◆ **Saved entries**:
++++++++++++++++++++

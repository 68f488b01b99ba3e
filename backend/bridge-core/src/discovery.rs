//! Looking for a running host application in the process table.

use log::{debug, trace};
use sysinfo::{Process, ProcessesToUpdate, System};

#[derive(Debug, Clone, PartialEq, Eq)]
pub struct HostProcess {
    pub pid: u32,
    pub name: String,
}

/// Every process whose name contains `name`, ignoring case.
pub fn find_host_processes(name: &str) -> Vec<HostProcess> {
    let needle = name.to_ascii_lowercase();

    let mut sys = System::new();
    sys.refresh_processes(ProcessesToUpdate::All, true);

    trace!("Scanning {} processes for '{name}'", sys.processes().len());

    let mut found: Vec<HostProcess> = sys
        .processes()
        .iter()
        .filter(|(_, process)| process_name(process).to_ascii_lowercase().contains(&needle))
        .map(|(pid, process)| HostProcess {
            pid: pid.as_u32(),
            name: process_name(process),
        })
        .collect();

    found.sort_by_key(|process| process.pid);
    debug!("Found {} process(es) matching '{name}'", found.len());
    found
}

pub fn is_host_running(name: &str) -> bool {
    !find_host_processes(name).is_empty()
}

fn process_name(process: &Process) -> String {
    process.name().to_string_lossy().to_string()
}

++++++++++++++++++++

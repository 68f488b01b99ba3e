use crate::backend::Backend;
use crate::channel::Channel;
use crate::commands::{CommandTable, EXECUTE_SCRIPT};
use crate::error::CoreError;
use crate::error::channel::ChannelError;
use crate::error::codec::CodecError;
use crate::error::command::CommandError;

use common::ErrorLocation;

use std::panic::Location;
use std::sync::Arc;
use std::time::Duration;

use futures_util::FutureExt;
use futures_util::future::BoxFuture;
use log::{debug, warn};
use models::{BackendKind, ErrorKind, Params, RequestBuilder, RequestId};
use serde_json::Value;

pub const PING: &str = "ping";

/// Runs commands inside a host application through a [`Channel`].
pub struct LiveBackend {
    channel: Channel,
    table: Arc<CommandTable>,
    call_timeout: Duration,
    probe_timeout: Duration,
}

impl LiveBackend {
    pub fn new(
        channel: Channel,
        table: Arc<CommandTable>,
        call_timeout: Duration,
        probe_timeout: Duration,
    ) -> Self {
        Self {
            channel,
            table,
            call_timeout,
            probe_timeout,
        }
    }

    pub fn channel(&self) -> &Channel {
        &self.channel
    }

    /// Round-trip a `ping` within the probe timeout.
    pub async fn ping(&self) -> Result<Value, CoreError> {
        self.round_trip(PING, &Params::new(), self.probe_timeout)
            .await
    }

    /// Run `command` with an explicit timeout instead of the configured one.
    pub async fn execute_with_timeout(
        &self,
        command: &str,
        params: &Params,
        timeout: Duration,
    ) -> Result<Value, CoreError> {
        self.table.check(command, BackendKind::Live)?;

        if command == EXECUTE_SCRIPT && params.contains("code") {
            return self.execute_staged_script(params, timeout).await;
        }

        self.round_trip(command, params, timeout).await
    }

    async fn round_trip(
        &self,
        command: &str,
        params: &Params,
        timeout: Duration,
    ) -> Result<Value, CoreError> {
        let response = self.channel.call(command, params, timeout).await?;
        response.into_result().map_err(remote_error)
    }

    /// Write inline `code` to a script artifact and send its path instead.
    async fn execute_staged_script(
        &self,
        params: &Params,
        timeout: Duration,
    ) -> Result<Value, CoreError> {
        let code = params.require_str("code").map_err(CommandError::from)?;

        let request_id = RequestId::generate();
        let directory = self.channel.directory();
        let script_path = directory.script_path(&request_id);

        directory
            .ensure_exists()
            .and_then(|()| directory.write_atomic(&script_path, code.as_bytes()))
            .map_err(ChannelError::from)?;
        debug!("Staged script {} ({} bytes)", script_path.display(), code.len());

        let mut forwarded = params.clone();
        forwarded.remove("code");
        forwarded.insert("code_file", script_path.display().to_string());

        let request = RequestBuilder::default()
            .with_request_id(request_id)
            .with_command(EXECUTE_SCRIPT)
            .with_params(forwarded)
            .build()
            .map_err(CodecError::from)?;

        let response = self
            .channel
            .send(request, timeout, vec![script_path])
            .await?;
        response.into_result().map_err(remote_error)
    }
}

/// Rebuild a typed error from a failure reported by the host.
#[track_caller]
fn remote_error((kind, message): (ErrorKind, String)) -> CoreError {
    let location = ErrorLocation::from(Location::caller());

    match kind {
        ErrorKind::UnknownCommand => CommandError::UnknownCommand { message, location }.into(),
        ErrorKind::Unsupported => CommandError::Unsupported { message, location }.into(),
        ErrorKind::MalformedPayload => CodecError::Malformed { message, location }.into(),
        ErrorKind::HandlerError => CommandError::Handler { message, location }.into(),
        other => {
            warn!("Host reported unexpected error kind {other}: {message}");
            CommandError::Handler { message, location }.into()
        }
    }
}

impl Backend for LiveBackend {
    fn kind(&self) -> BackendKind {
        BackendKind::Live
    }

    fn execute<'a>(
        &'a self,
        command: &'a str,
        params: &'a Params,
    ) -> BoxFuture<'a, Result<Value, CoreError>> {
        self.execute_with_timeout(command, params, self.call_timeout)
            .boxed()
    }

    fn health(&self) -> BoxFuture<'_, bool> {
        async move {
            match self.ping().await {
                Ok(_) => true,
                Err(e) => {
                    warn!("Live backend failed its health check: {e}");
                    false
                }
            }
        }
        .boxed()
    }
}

++++++++++++++++++++

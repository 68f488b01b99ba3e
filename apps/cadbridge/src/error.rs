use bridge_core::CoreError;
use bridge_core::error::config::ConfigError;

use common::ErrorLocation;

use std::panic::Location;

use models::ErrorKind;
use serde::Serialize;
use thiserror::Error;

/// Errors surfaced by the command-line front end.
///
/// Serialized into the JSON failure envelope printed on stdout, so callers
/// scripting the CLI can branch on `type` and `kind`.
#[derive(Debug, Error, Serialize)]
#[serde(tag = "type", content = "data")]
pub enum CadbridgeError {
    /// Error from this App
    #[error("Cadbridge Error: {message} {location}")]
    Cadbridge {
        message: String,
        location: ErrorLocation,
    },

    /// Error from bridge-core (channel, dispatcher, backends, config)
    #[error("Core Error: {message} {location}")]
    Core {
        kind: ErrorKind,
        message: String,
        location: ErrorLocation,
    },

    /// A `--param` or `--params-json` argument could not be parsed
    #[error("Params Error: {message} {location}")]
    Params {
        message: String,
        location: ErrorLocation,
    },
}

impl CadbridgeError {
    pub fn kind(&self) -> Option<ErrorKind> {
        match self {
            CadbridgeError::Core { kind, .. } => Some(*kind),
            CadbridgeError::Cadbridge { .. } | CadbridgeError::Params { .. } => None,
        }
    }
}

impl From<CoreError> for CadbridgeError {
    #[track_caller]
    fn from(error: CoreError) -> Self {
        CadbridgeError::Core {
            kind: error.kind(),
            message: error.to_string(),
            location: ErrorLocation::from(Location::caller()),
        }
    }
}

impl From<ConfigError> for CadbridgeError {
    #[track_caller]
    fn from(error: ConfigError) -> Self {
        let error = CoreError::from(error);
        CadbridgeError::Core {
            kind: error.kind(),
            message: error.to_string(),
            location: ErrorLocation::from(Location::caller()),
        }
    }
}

++++++++++++++++++++

Copy every line from the data that includes the string "needle".

    let needle = name.to_ascii_lowercase();
        .filter(|(_, process)| process_name(process).to_ascii_lowercase().contains(&needle))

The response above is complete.